__How to complete this task__
Among the lines below, copy exactly those from the one with "pub fn dispatcher(&self)" through the one with "a running poller.", counting both ends.

__Data records__
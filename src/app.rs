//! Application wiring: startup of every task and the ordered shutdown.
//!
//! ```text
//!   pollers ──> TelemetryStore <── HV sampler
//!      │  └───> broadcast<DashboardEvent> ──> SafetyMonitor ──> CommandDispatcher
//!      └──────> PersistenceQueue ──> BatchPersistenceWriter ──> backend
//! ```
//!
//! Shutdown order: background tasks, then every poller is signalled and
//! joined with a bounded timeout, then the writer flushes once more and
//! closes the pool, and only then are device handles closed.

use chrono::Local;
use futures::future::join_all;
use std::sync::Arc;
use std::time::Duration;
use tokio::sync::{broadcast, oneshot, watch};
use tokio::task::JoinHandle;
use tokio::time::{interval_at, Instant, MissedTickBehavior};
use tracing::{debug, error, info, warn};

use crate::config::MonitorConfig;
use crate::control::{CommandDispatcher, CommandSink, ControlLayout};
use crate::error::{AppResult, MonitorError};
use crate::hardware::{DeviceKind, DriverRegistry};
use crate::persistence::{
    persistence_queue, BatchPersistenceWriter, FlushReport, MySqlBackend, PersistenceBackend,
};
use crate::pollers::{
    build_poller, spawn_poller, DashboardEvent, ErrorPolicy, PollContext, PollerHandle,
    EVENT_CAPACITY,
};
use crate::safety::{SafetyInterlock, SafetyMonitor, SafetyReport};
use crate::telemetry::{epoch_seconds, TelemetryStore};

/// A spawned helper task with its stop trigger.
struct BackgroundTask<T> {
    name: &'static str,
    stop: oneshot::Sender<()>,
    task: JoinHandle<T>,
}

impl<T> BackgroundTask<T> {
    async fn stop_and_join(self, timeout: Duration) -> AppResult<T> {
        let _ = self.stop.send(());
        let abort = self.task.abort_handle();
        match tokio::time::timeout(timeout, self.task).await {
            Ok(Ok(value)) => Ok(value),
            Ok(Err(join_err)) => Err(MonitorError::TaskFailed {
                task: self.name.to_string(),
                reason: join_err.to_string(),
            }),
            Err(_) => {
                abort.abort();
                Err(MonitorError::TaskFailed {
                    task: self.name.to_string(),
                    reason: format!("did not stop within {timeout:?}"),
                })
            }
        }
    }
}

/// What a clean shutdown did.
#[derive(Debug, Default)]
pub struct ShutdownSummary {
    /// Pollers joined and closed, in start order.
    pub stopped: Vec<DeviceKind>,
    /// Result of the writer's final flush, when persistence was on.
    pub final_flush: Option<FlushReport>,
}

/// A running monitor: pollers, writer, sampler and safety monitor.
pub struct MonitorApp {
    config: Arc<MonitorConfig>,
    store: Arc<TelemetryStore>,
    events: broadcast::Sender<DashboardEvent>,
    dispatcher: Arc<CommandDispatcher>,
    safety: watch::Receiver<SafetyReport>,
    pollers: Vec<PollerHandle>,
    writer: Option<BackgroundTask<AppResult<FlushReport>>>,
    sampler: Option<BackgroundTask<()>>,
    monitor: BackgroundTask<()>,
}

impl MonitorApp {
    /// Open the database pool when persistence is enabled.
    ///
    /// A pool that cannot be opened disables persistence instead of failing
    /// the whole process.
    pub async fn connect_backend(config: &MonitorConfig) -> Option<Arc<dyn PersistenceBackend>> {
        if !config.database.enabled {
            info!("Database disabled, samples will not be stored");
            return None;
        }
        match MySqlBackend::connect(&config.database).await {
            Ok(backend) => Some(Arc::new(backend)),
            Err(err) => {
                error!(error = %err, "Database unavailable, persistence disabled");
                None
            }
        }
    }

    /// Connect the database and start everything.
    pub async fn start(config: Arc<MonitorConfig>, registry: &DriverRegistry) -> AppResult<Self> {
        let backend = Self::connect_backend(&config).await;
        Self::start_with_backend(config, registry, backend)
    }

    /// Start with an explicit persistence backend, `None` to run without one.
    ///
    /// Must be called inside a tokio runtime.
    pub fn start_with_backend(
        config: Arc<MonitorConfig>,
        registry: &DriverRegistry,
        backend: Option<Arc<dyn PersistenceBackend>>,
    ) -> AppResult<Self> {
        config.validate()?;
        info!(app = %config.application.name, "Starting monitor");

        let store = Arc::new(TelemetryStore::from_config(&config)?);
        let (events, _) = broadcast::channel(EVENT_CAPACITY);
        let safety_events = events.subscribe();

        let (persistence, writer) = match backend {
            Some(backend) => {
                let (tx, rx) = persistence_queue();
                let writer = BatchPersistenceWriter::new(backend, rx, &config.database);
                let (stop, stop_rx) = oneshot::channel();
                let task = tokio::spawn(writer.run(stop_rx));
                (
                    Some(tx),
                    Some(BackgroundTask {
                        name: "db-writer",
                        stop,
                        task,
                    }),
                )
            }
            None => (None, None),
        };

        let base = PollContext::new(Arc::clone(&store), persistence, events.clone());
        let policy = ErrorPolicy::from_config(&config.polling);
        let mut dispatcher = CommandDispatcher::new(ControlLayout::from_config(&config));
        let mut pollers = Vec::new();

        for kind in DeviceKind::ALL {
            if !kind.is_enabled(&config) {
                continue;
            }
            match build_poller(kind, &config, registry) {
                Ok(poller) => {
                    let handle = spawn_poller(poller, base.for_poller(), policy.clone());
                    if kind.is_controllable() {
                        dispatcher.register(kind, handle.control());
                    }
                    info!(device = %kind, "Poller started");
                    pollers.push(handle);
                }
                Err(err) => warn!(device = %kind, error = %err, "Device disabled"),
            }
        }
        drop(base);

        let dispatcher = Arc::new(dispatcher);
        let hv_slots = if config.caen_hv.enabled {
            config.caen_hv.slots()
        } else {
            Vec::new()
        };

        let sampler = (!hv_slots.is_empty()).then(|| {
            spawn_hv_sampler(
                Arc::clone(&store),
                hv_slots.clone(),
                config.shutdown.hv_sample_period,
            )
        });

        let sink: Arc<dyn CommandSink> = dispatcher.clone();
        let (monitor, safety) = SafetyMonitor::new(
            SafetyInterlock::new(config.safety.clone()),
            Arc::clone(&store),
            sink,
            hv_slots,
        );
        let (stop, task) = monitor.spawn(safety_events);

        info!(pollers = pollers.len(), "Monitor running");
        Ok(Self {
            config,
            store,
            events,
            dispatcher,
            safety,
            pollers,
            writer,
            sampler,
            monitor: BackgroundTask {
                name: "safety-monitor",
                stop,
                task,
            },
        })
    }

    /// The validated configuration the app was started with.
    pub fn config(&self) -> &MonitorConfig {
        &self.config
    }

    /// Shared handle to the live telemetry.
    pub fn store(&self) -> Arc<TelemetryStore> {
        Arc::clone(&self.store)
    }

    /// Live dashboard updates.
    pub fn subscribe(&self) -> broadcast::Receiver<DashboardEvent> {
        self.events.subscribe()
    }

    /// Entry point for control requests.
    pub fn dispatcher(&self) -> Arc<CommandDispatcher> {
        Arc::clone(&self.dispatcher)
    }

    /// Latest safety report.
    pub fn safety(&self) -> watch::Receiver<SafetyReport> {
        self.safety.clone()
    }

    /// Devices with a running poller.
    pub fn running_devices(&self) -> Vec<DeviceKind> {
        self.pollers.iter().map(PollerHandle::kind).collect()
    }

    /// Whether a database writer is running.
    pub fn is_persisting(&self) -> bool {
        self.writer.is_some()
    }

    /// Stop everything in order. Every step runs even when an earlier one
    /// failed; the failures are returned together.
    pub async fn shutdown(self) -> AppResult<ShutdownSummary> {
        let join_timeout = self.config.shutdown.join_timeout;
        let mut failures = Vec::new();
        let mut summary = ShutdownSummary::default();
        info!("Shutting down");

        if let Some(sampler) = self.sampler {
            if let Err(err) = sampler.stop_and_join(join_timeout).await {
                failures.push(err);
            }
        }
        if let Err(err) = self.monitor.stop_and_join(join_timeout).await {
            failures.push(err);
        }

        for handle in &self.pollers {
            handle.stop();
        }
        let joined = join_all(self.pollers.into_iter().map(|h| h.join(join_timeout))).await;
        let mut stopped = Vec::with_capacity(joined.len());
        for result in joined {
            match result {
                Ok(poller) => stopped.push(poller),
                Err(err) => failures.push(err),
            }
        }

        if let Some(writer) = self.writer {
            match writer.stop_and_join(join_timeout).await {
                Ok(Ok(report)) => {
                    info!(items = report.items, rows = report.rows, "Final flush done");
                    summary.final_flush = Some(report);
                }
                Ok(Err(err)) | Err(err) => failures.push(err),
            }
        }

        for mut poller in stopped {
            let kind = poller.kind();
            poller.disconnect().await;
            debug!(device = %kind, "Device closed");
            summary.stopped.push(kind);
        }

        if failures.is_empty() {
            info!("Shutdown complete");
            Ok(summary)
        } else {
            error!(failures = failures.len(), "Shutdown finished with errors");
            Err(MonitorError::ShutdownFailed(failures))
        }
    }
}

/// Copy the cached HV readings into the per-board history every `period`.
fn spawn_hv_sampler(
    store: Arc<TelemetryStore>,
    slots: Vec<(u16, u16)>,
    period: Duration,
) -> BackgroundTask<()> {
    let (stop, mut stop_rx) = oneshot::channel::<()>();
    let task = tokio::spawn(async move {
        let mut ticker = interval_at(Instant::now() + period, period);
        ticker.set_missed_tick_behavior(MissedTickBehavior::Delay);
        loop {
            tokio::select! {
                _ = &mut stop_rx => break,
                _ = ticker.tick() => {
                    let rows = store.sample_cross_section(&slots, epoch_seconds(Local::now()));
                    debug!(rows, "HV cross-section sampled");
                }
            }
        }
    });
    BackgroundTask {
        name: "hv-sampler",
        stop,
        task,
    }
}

__Your solution__
    pub fn dispatcher(&self) -> Arc<CommandDispatcher> {
        Arc::clone(&self.dispatcher)
    }

    /// Latest safety report.
    pub fn safety(&self) -> watch::Receiver<SafetyReport> {
        self.safety.clone()
    }

    /// Devices with a running poller.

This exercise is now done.